Biological Sequence Databases

From DrugPedia: A Wikipedia for Drug discovery

[edit] Biological Sequence Databases

Biological databases are the computer sites that organize,store and disseminate files that contain information consisting of literature references, nucleic acids sequences, protein sequences and protein structures. Databases are effectively electronic filling cabinets, convenient and efficient method of storing vast information. The different types of databases are:

a) Primary databases

b) Composite databases

c) Secondary databases

a) Primary databases:

The primary database is that stores biomolecular sequence (protein or nucleic acid) and associated annotation information(organism, species, function,mutations linked to particular diseases;functional/structural pattern, bibliographic etc).

b) Composite databases:

Composite database is the database that amalgamates a number of primary sources, using a set of defined criteria that determine the priority of inclusion of the different sources and level of redundancy retained.

c) Secondary databases:

Secondary database s are the ones that contains information derived from primary sequences data typically in the form of regular expression (patterns), fingerprints, blocks, profiles or HMM.

[edit] Classification of different types of databases

[edit] Primary sequences Databases

[edit] Nucleic Acid sequence databases

GenBank(USA)

EMBL(Europe)

DDBJ(Japan)

[edit] Protein sequence databases

PIR (Protein Information Resources)

MIPS

SWISS-PROT

TrEMBL(trqnslated EMBL)

NRL-3

[edit] Composite Sequences Databases(of proteins)

[edit] Non-redundant Databases(NRDB)

PDB

PIR

SWISS-PROT update

Genpept Update

SWISS-PROT

Genpept

[edit] Non-redundant Protein sequence databases(OWL)

SWISS-PROT

GenBank

PIR

NRL-3D

[edit] MIPSX-Max planck institute in Martinsried)

PIR1-4

MIPS Own

MIPSTrn

PIRMOD

NRL-3D

SWISS-PROT

EM Trans

GB Trans

Kabat

Pseq IP

[edit] Secondary or Pattern databases

Prosite ( primary source- SWISS PROT; Stored information: Regular expression)

Prints ( primary source- OWL; Stored information; fingerprints)

Pfam ( primary source: SWISS PROT;stored information: HMM)

Blocks ( primary source: PROSITE/PRINTS; stored information: aligned motifs, blocks)

Identify ( primary source: BLOCKS/PRINTS; stored information: Fuzzy regular expression(patterns))

Profiles ( primary source: SWISS PROT; stored information: weighed matrices(profiles))

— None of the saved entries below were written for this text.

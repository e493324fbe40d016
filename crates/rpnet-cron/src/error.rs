use rpnet_nats::{ConnectError, KvError, StreamError};
use rpnet_sync::{ElectionError, StoreError};
use thiserror::Error;

#[derive(Debug, Error)]
pub enum CronError {
    #[error("invalid cronjob name '{0}'")]
    InvalidName(String),

    #[error("invalid cron expression '{expr}': {reason}")]
    InvalidSchedule { expr: String, reason: String },

    #[error("invalid timeout for '{name}': {reason}")]
    InvalidTimeout { name: String, reason: String },

    #[error("cronjob '{0}' not found")]
    NotFound(String),

    #[error("serialization error: {0}")]
    Serde(#[from] serde_json::Error),

    #[error(transparent)]
    Store(#[from] StoreError),

    #[error(transparent)]
    Kv(#[from] KvError),

    #[error(transparent)]
    Stream(#[from] StreamError),

    #[error(transparent)]
    Election(#[from] ElectionError),

    #[error(transparent)]
    Connect(#[from] ConnectError),
}

impl CronError {
    /// A caller mistake rather than an infrastructure failure.
    pub fn is_validation(&self) -> bool {
        matches!(
            self,
            Self::InvalidName(_) | Self::InvalidSchedule { .. } | Self::InvalidTimeout { .. }
        )
    }
}
use std::time::Duration;

use rpnet_nats::{JetStream, KvBucket};
use rpnet_std::time::Clock;
use rpnet_sync::{ElectionConfig, LeaderElector, Store};
use tokio::task::JoinHandle;
use tokio_util::sync::CancellationToken;
use tracing::{error, info, warn};

use crate::config::Cronjob;
use crate::error::CronError;
use crate::executor::Executor;
use crate::handlers::Handlers;
use crate::registry::Registry;
use crate::scheduler::Scheduler;

/// Pause before restarting a scheduler or registry watch that failed.
const RESTART_DELAY: Duration = Duration::from_secs(5);

/// One process's share of the cron subsystem: the registry replica, an
/// executor, and a candidacy for running the scheduler.
pub struct CronNode<K: KvBucket, C: Clock> {
    registry: Registry<K, C>,
    elector: LeaderElector<K>,
    cancel: CancellationToken,
    tasks: Vec<JoinHandle<()>>,
}

/// Everything a [`CronNode`] runs against.
pub struct CronNodeParts<K: KvBucket, S: JetStream, C: Clock> {
    pub jobs: Store<Cronjob, K>,
    pub leader: K,
    pub stream: S,
    pub handlers: Handlers,
    pub clock: C,
    pub node_name: String,
    pub election: ElectionConfig,
}

impl<K: KvBucket, C: Clock> CronNode<K, C> {
    /// Load the registry, then start the executor and join the scheduler
    /// election. Returns once the registry is loaded.
    pub async fn start<S: JetStream>(
        parts: CronNodeParts<K, S, C>,
        parent: CancellationToken,
    ) -> Result<Self, CronError> {
        let cancel = parent.child_token();
        let registry = Registry::new(parts.jobs, parts.clock.clone());
        let watch = registry.start(cancel.clone()).await?;
        let mut tasks = vec![tokio::spawn(supervise_watch(
            registry.clone(),
            watch,
            cancel.clone(),
        ))];

        let executor = Executor::new(
            parts.stream.clone(),
            parts.handlers,
            parts.clock.clone(),
            parts.node_name.clone(),
        );
        tasks.push(tokio::spawn({
            let cancel = cancel.clone();
            async move {
                while !cancel.is_cancelled() {
                    if let Err(e) = executor.run(cancel.clone()).await {
                        error!(error = %e, "Cron executor failed");
                    }
                    pause(&cancel).await;
                }
            }
        }));

        let scheduler = Scheduler::new(registry.clone(), parts.stream, parts.clock);
        let node_name = parts.node_name;
        let elector = LeaderElector::new(
            parts.leader,
            parts.election,
            cancel.clone(),
            move |leadership: CancellationToken| {
                let scheduler = scheduler.clone();
                async move {
                    while !leadership.is_cancelled() {
                        if let Err(e) = scheduler.run(leadership.clone()).await {
                            error!(error = %e, "Cron scheduler failed");
                        }
                        pause(&leadership).await;
                    }
                }
            },
            move || info!(node = %node_name, "No longer the cron scheduler"),
        )?;
        elector.start();

        Ok(Self {
            registry,
            elector,
            cancel,
            tasks,
        })
    }

    pub fn registry(&self) -> &Registry<K, C> {
        &self.registry
    }

    pub fn is_leader(&self) -> bool {
        self.elector.is_leader()
    }

    /// Release leadership, then stop the executor and the registry watch.
    pub async fn shutdown(self) {
        self.elector.stop().await;
        self.cancel.cancel();
        for task in self.tasks {
            if let Err(e) = task.await {
                warn!(error = %e, "Cron node task failed");
            }
        }
        info!("Cron node stopped");
    }
}

/// Restart the registry watch whenever it ends before `cancel` fires.
async fn supervise_watch<K: KvBucket, C: Clock>(
    registry: Registry<K, C>,
    watch: JoinHandle<()>,
    cancel: CancellationToken,
) {
    let mut watch = Some(watch);
    loop {
        if let Some(task) = watch.take() {
            if let Err(e) = task.await {
                warn!(error = %e, "Registry watch task failed");
            }
        }
        pause(&cancel).await;
        if cancel.is_cancelled() {
            return;
        }
        match registry.start(cancel.clone()).await {
            Ok(restarted) => {
                info!("Registry watch restarted");
                watch = Some(restarted);
            }
            Err(e) => warn!(error = %e, "Failed to restart registry watch"),
        }
    }
}

/// Sleep [`RESTART_DELAY`] unless `cancel` fires first.
async fn pause(cancel: &CancellationToken) {
    tokio::select! {
        _ = cancel.cancelled() => {}
        _ = tokio::time::sleep(RESTART_DELAY) => {}
    }
}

[edit] Primary Sequence databases for Nucleic Acid=

[edit] GenBank

GenBank is the NIH genetic sequence database, an annotated collection of all publicly available DNA sequences. There are approximately 85,759,586,764 bases in 82,853,685 sequence records in the traditional GenBank divisions and 108,635,736,141 bases in 27,439,206 sequence records in the WGS division as of February 2008.

[edit] EMBL

The European Molecular Biology Laboratory (EMBL) is a molecular biology research institution supported by 20 European countries and Australia as associate member state. In 1974, EMBL was payday loans online created and it is a non-profit organisation funded by public research money from its member states. Research at EMBL is conducted by approximately 85 independent groups covering the spectrum of molecuar biology. The cornerstones of EMBL's mission are: to perform basic research in molecular biology and molecular medicine, to train scientists, students and visitors at all levels, to offer vital services to scientists in the member states, to develop new instruments and methods in the life sciences, and to actively engage in technology transfer.

[edit] DDBJ

The DNA Data Bank of Japan is a DNA data bank. It is located at the National Institute of Genetics of Japan. t shares its data with European Molecular Biology Laboratory at the European Bioinformatics Institute and with GenBank at the National Center for Biotechnology Information. The DNA Data Bank of Japan (DDBJ, has made an effort to collect as much data as possible mainly from Japanese researchers. The increase rates of the data collected, annotated and released to the public in the past year are 43% for the number of entries and 52% for the number of bases. The increase rates are accelerated even after the human genome was sequenced, because sequencing technology has been remarkably advanced and simplified, and research in life science has been shifted from the gene scale to the genome scale.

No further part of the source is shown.